Tersebutlah ada sebuah anak sungai yang bernama Sungai Bilik sebagai tempat persinggahan orang. Namun lama-kelamaan mulai ditinggalkan orang dan pindah ke Ranntau Usang. Hingga sekarang bekas dan lokasi Sungai Bilik tersebut masih tampak jelas, seperti parit/tembok ketinggian + 2 meter dengan panjang 300 meter keliling.
Di Rantau Usang ini, konon ada sebuah cerita, ada seorang remaja yang merantau. Lama merantau kemudian pulang ke kampung halaman dan bermaksud meminang seorang gadis yang ditkasirnya. Singkat cerita menikahlah pasangan berlainan jenis ini. Sekian lama hidup serumah seatap. Mereka muai curiga, ternyata mereka bersaudara sekandung. Lama berpisah menyebabkan mereka pangling satu sama lain. Merasa malu, mereka sepakat untuk bunuh diri, terjun ke Lubuk. Dipercayai karena cerita inilah kemudian kemudian muncul nama Kuto Tanjung. Kuto artinya Pagar, Tanjung artinya daratan yang anjlok.


Sosokan
Pada masa bangsa Indonesia dijajah oleh Jepang dan Hindia Belanda ada beberapa orang penduduk desa Muara Kulam datang ke suatu tempat yaitu tepatnya di wilayah desa sosokan sekarang. Pada mulanya mereka membuka lahan objek pertanian seperti sawah, ladang, kebun dan lain sebagainya.
Tak terasa wktu terus berlalu hingga akhirnya jumlah mereka makin bertambah banyak dan menetap seperti satu kelompok, kemudian jadilah sebuah perkampungan atau dusun yang dipimpin oleh seorang Penggawa bernama Penggawa Saleh yang ditunjuk oleh Pasirah.

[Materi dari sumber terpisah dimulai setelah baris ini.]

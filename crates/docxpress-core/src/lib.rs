// SPDX-License-Identifier: PMPL-1.0-or-later
// Copyright (c) 2026 Jonathan D.A. Jewell (hyperpolymath) <jonathan.jewell@open.ac.uk>
//
// docxpress: Core types, configuration, and error definitions shared across
// all crates.

pub mod config;
pub mod error;
pub mod types;

pub use config::AppConfig;
pub use error::DocxpressError;
pub use types::*;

Pasirah adalah merupakan jabatan pimpinan marga Ulu Rawas pada masa sebelum tahun 1980. Adapun kekuasaan wilayah marga Ulu Rawas tersebut meliputi beberapa desa yaitu mulai dari desa Pulau Lebar sampai ke Desa Kuto Tanjung.
Ketika dinobatkan Penggawa Saleh, maka dusun tersebut diberi nama dusun “Suka Merindu” dan kemudian pada tahun 1970 dusun Suka Merindu berubah status menjadi desa dan dinamakan desa Sesokan. Yang dipimpin oleh seorang kerio bernama Anangcik B hingga tahun 1980.
Pada tahun 1981 jabatan Kerio diganti dengan sebutan Kepala Desa, dan Kerio Anangcik langsung jadi Kepala Desa sampai tahun 1982. Selama kepemimpinan beliau desa Sesokan mulai berkembang dan maju secara bertahap-tahap.
Selanjutnya pada tahun 1983 dilkukan untuk pertama kali Pemilihan Kepala Desa (Pilkades). Yang terpilih adalah Syamsuddin D. Nama desa Sesokan diganti lagi menjadi Desa Sosokan sebagaimana kita kenal sekarang.
Masa bakti beliau mulai tahun 1983 – 1994, dengan kemajuan yang dicapai cukup memuaskan bagi masyarakat desa Sosokan.
Selanjutnya pada tahun 1995 jabatan kades dipangku oleh Sofian M. Nur hingga tahun 2005. Kemajuan yang dicapai juga sangat kongkrit dan berkesan.
Kemudian tahun 2006-2007 pimpinan desa dijabat oleh Kades A. Rozak beliau hanya memangku sebagai pejabat sementara (Pjs) saja, beliau juga banyak membuat kemajun.
Tahun 2008 terpilih lagi pimpinan desa Sosokan yang ke enam yaitu Kades M. Nuh Saleh dengan masa bakti tahun 2008-2012 mendatang.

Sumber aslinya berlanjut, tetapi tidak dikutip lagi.